CHAPTER THIRTEEN

She’s lying on the kitchen floor the next morning.

There was a crash that I heard all the way up in my attic room, and I stumbled out of bed, nearly tripping down the stairs, a hot, horrible certainty bristling through me.

‘Frances? Frances? Speak to me.’

George is on his knees. Frances’ hand is clasped between his, pressed to his cheek, but she doesn’t move. Her chest doesn’t move.

There’s breakfast everywhere. She was cooking when it happened and a frying pan is tipped over beside her, baked beans splattered on the linoleum, the hob still burning. The heat’s unbearable and I can’t escape it. I’m rooted to the spot. I can see George’s mouth moving but no sound reaches my ears.

All I see is her face. The trickle of blood on her top lip. Her eyes staring at me.

An aneurysm, we find out after the autopsy. It was only a matter of time.

They would say that. How do you explain the unexplainable?
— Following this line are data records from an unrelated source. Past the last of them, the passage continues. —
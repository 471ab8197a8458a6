//! Common types shared across discovery and sync.

use indexmap::IndexMap;
use serde_json::Value;

/// One decoded CSV row: column name to scalar value, in header order.
///
/// Samples from different files need not share the same keys.
pub type RowSample = IndexMap<String, Value>;

/// Column holding the bucket a record was read from.
pub const SDC_SOURCE_BUCKET_COLUMN: &str = "_sdc_source_bucket";

/// Column holding the object key a record was read from.
pub const SDC_SOURCE_FILE_COLUMN: &str = "_sdc_source_file";

/// Column holding the line number of a record within its file.
pub const SDC_SOURCE_LINENO_COLUMN: &str = "_sdc_source_lineno";

/// Column collecting cells beyond the header width.
pub const SDC_EXTRA_COLUMN: &str = "_sdc_extra";
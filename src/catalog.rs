//! Catalog of streams.
//!
//! Discovery writes the catalog as `{"streams": [...]}`; sync reads it back
//! when it was not handed one. Each stream carries its JSON schema and
//! breadcrumb-addressed metadata entries, the root entry (empty breadcrumb)
//! holding stream-level flags such as `selected` and `table-key-properties`.

use serde::{Deserialize, Serialize};
use serde_json::{Map, Value};
use snafu::prelude::*;
use std::path::Path;
use tracing::{error, info};

use crate::error::{CatalogError, CatalogJsonSnafu, CatalogReadSnafu, CatalogWriteSnafu};

/// The persisted set of streams.
#[derive(Debug, Clone, Default, PartialEq, Serialize, Deserialize)]
pub struct Catalog {
    pub streams: Vec<StreamDefinition>,
}

/// One stream of the catalog.
#[derive(Debug, Clone, PartialEq, Serialize, Deserialize)]
pub struct StreamDefinition {
    pub tap_stream_id: String,
    pub stream: String,
    pub schema: Value,
    #[serde(default)]
    pub metadata: Vec<MetadataEntry>,
}

/// Metadata attached to the stream (empty breadcrumb) or to one property.
#[derive(Debug, Clone, PartialEq, Serialize, Deserialize)]
pub struct MetadataEntry {
    pub breadcrumb: Vec<String>,
    pub metadata: Map<String, Value>,
}

impl MetadataEntry {
    /// Stream-level metadata.
    pub fn root(metadata: Map<String, Value>) -> Self {
        Self {
            breadcrumb: Vec::new(),
            metadata,
        }
    }

    /// Metadata of a single schema property.
    pub fn property(name: &str, metadata: Map<String, Value>) -> Self {
        Self {
            breadcrumb: vec!["properties".to_string(), name.to_string()],
            metadata,
        }
    }
}

impl StreamDefinition {
    fn root_metadata(&self) -> Option<&Map<String, Value>> {
        self.metadata
            .iter()
            .find(|entry| entry.breadcrumb.is_empty())
            .map(|entry| &entry.metadata)
    }

    /// Whether the stream should be synced. Absent selection means selected.
    pub fn is_selected(&self) -> bool {
        self.root_metadata()
            .and_then(|metadata| metadata.get("selected"))
            .and_then(Value::as_bool)
            .unwrap_or(true)
    }

    /// Primary key columns declared in root metadata.
    pub fn key_properties(&self) -> Vec<String> {
        self.root_metadata()
            .and_then(|metadata| metadata.get("table-key-properties"))
            .and_then(Value::as_array)
            .map(|keys| {
                keys.iter()
                    .filter_map(Value::as_str)
                    .map(str::to_string)
                    .collect()
            })
            .unwrap_or_default()
    }
}

impl Catalog {
    pub fn new(streams: Vec<StreamDefinition>) -> Self {
        Self { streams }
    }

    pub fn is_empty(&self) -> bool {
        self.streams.is_empty()
    }

    /// Write the catalog as pretty-printed JSON.
    ///
    /// Failures are logged before being returned.
    pub fn save(&self, path: impl AsRef<Path>) -> Result<(), CatalogError> {
        let path = path.as_ref();
        let content = serde_json::to_string_pretty(self)
            .context(CatalogJsonSnafu { path })
            .inspect_err(|e| error!("Failed to serialize catalog: {e}"))?;
        std::fs::write(path, content)
            .context(CatalogWriteSnafu { path })
            .inspect_err(|e| error!("Failed to write catalog to {}: {e}", path.display()))?;

        info!(
            "Wrote catalog with {} streams to {}",
            self.streams.len(),
            path.display()
        );
        Ok(())
    }

    /// Read a catalog written by [`Catalog::save`] or supplied by the user.
    pub fn load(path: impl AsRef<Path>) -> Result<Self, CatalogError> {
        let path = path.as_ref();
        let content = std::fs::read_to_string(path)
            .context(CatalogReadSnafu { path })
            .inspect_err(|e| error!("Failed to read catalog from {}: {e}", path.display()))?;
        serde_json::from_str(&content)
            .context(CatalogJsonSnafu { path })
            .inspect_err(|e| error!("Failed to parse catalog: {e}"))
    }
}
I stay until she’s buried. I owe her that much.

The next day, I pack my bag, leave George a note and spend my first night on the street.

In the nights that follow, when the summer heat starts to boil off and the autumn winds make it almost impossible to sleep, I sometimes feel Frances nearby. Like she’s watching over me. Or judging me. Wishing I’d never come into her life, because if I hadn’t, it would never have happened.

She was happy before me, and I was happy being miserable before I knew what it was like to be loved.